14 de abril de 2026 17:27
Justiça

Homem que matou ex-enteado de 5 anos por vingança é condenado a 34 anos de prisão

ex-enteado assassinado pelo ex-padrasto
Foto de Redação
Redação

O réu José Edson de Santana, que matou e ocultou o corpo de seu ex-enteado, foi condenado pelo Tribunal do Júri, em Colíder, a 34 anos e 8 meses de reclusão. Ele terá também que efetuar o pagamento de 15 mil para a reparação dos danos causados à família. A sentença foi proferida no dia 21 de maio pela juíza Paula Tatiana Pinheiro.

Durante o julgamento, os jurados acolheram a tese defendida pelo Ministério Público de Mato Grosso de que o crime foi cometido por motivo torpe, contra menor de 14 anos, de forma dissimulada e com emprego de asfixia. Também pesou contra o réu, de 34 anos, o fato de ter sido padrasto da vítima.
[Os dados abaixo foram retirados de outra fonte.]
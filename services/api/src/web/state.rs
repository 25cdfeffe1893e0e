//! services/api/src/web/state.rs
//!
//! Defines the application's shared state.

use std::sync::Arc;

use wikiquiz_core::ports::{DatabaseService, EnrichmentService, PageFetchService};

use crate::config::Config;

//=========================================================================================
// AppState (Shared Across All Requests)
//=========================================================================================

/// The shared application state, created once at startup and passed to all handlers.
#[derive(Clone)]
pub struct AppState {
    pub db: Arc<dyn DatabaseService>,
    pub fetcher: Arc<dyn PageFetchService>,
    pub enricher: Arc<dyn EnrichmentService>,
    pub config: Arc<Config>,
}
O crime ocorreu em 3 de março de 2023. Consta na denúncia que a vítima, com apenas 5 anos de idade, estava brincando na frente de sua casa quando desapareceu.

Após o registro do boletim de ocorrência, efetuado no dia seguinte pela mãe da vítima, os investigadores da Polícia Judiciária Civil verificaram, por meio de imagens de sistema de monitoramento de câmeras de segurança, que, no dia e hora do desaparecimento, a criança havia subido na garupa de uma motocicleta Honda pilotada pelo ex-namorado de sua mãe.

“Com essas informações, os policiais civis dirigiram-se até sua residência, oportunidade na qual, ao encontrarem José Edson de Santana, o conduziram até a delegacia, local em que, em entrevista preliminar, ele confessou ser o condutor da motocicleta, indicando local diverso em que havia dispensado o corpo, o que culminou em várias buscas tanto pela Polícia Civil quanto pelo Corpo de Bombeiros”, diz a denúncia.

O corpo da criança, segundo o MPMT, somente foi encontrado no dia 6 de março, em uma pedreira nas proximidades da pista de motocross de Colíder. No local também foi encontrada uma carta destinada à mãe da vítima, com relatos que expressavam sentimento de vingança.

“Para concretizar o crime de homicídio, o denunciado empregou asfixia, provocando no menor D.H.P. intenso e desnecessário sofrimento físico, visto que asfixiou com suas mãos as vias aéreas da criança, ocasionando a sua morte”, acrescentou o MPMT.